When we’re in that kind of pain, and if we’re pretty sure that opioids can help relieve it, we’re trapped. We can’t get an opioid prescription for emotional relief. (Don’t get me started on “antidepressants” — SSRIs — which are so much less effective than hoped, which carry their own batch of side effects, and which require as much tapering as opioids to minimize withdrawal symptoms.) So we buy, borrow, steal, forge, or do whatever we have to do to acquire the medication that can bring us back to some semblance of normality, of peace.
I just want to clarify that I don’t see you, me, us addicts — former or “active” — as villains in this scenario. Yes, we do “divert” pain pills to deal with our (sometimes enormous) psychological vulnerabilities. But we only do that because our back is against the wall. Only because there’s no other choice.

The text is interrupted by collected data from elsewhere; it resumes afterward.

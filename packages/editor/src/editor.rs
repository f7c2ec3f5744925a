//! # Editor
//!
//! One editor owns one document tree and one selection. Every change runs
//! inside a batch:
//!
//! ```text
//! with_batch("bold", |editor| ...)       primitives emit operations
//!         ↓                              each operation marks parents dirty
//! normalize dirty nodes                  repairs are operations too
//!         ↓
//! commit                                 push onto the undo stack,
//!                                        bump the version, notify listeners
//! ```
//!
//! Batches nest; only the outermost one normalizes and commits. When a batch
//! fails, every operation it applied is reverted in reverse order and the
//! selection is restored, so callers never observe a half-applied edit.

use crate::config::EditorConfig;
use crate::errors::{EditorError, EditorResult, LoadError};
use crate::marks::Marks;
use crate::node::Node;
use crate::normalize::{Normalizer, Repair};
use crate::operation::Operation;
use crate::path::{Point, Range};
use crate::selection::{Anchor, Selection};
use crate::tree::{NodeId, Tree};
use crate::undo_stack::{OperationBatch, UndoStack};
use serde::Serialize;
use std::collections::{HashSet, VecDeque};

/// What produced a change
#[derive(Debug, Clone, Copy, PartialEq, Eq, Serialize)]
#[serde(rename_all = "lowercase")]
pub enum ChangeOrigin {
    Edit,
    Undo,
    Redo,
}

/// Notification sent to listeners after every commit, undo and redo
#[derive(Debug, Clone, PartialEq, Serialize)]
pub struct Change {
    pub version: u64,
    pub origin: ChangeOrigin,
    pub description: Option<String>,
    /// Operations applied, in application order
    pub operations: Vec<Operation>,
}

type Listener = Box<dyn FnMut(&Change)>;

/// The batch currently being built
#[derive(Debug)]
struct Batch {
    description: String,
    operations: Vec<Operation>,
    selection_before: Option<Selection>,
    marks_before: Option<Marks>,
    dirty: VecDeque<NodeId>,
    queued: HashSet<NodeId>,
}

impl Batch {
    fn new(description: &str, selection_before: Option<Selection>, marks_before: Option<Marks>) -> Self {
        Self {
            description: description.to_string(),
            operations: Vec::new(),
            selection_before,
            marks_before,
            dirty: VecDeque::new(),
            queued: HashSet::new(),
        }
    }

    fn mark_dirty(&mut self, node: NodeId) {
        if self.queued.insert(node) {
            self.dirty.push_back(node);
        }
    }

    fn pop_dirty(&mut self) -> Option<NodeId> {
        let node = self.dirty.pop_front()?;
        self.queued.remove(&node);
        Some(node)
    }
}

That struggle was not the point of my article, and you (us) were not the audience I was targeting. But I am so with you, you don’t even know it. And if your diverted pharmaceuticals have led to (or replaced or complemented) heroin, which might have led to fentanyl, which might kill you, I see that as a shameful tragedy. But I don’t blame you. I blame the system that has vilified, isolated, and abandoned you. I don’t blame you. In fact, the risks you (we) face are so very grave, simply because we can’t (through normal channels) get the pharmaceuticals that can help us, we move to the front of the line of sufferers.
If I had to choose between battling emotional anguish and physical pain, I’d be hard pressed to decide which to try first.
There is no reason why either kind of pain should be left untreated in this age of pharmaceutical evolution. But I’m not going to be able to convince the head of the DEA, the governor of Maine, or Donald Trump that both kinds of pain qualify for care. I’m just starting with the most obvious.